=== Section Start ===

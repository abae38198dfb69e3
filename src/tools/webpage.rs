//! GetWebpage 工具：抓取单个网页并返回可读文本
//!
//! HTML 经 html2text 转为纯文本，逐行 trim 并去除空行；超过 max_result_chars 时截断并追加 ...[truncated]。

use std::time::Duration;

use async_trait::async_trait;
use html2text::from_read;
use reqwest::Client;

use crate::tools::{Tool, ToolProvenance};

const USER_AGENT: &str = "Mozilla/5.0 (X11; Linux x86_64) AppleWebKit/537.36 (KHTML, like Gecko) Chrome/131.0.0.0 Safari/537.36";

pub struct GetWebpageTool {
    client: Client,
    max_result_chars: usize,
}

/// 判断内容是否像 HTML
fn looks_like_html(s: &str) -> bool {
    let s = s.trim_start();
    s.starts_with("<!")
        || s.to_ascii_lowercase().starts_with("<html")
        || (s.contains('<') && (s.contains("</") || s.contains("<body")))
}

/// 逐行 trim，丢弃空行
fn collapse_lines(text: &str) -> String {
    text.lines()
        .map(str::trim)
        .filter(|l| !l.is_empty())
        .collect::<Vec<_>>()
        .join("\n")
}

fn truncate_chars(text: String, max: usize) -> String {
    if text.chars().count() > max {
        text.chars().take(max).collect::<String>() + "\n...[truncated]"
    } else {
        text
    }
}

/// 把响应体转为清理后的文本
pub fn page_text(body: &str, max_chars: usize) -> String {
    let body = body.trim_start_matches('\u{FEFF}');
    let text = if looks_like_html(body) {
        match from_read(body.as_bytes(), 120) {
            Ok(t) => t,
            Err(_) => body.to_string(),
        }
    } else {
        body.to_string()
    };
    truncate_chars(collapse_lines(&text), max_chars)
}

impl GetWebpageTool {
    pub fn new(timeout_secs: u64, max_result_chars: usize) -> Self {
        let client = Client::builder()
            .timeout(Duration::from_secs(timeout_secs))
            .user_agent(USER_AGENT)
            .build()
            .unwrap_or_default();
        Self {
            client,
            max_result_chars,
        }
    }
}

#[async_trait]
impl Tool for GetWebpageTool {
    fn name(&self) -> &str {
        "GetWebpage"
    }

    fn description(&self) -> &str {
        "A tool for fetching the contents of a single webpage. It fetches the web page content and returns the text. Input should be a URL."
    }

    fn provenance(&self) -> ToolProvenance {
        ToolProvenance::Remote
    }

    async fn invoke(&self, argument: &str) -> Result<String, String> {
        let url = argument.trim();
        if !(url.starts_with("http://") || url.starts_with("https://")) {
            return Err(format!("Invalid URL: {}", url));
        }
        tracing::info!(url = %url, "fetching webpage");
        let resp = self
            .client
            .get(url)
            .send()
            .await
            .map_err(|e| format!("Error while fetching web page: {}", e))?;
        if !resp.status().is_success() {
            return Err(format!("Error while fetching web page: HTTP {}", resp.status()));
        }
        let body = resp
            .text()
            .await
            .map_err(|e| format!("Error while reading web page: {}", e))?;
        Ok(page_text(&body, self.max_result_chars))
    }
}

=== Section End ===

▶ [TASK DESCRIPTION]: Select all lines with the word "ToolProvenance" from the entries above.

▶ [TASK OUTPUT]:
use crate::tools::{Tool, ToolProvenance};
    fn provenance(&self) -> ToolProvenance {
        ToolProvenance::Remote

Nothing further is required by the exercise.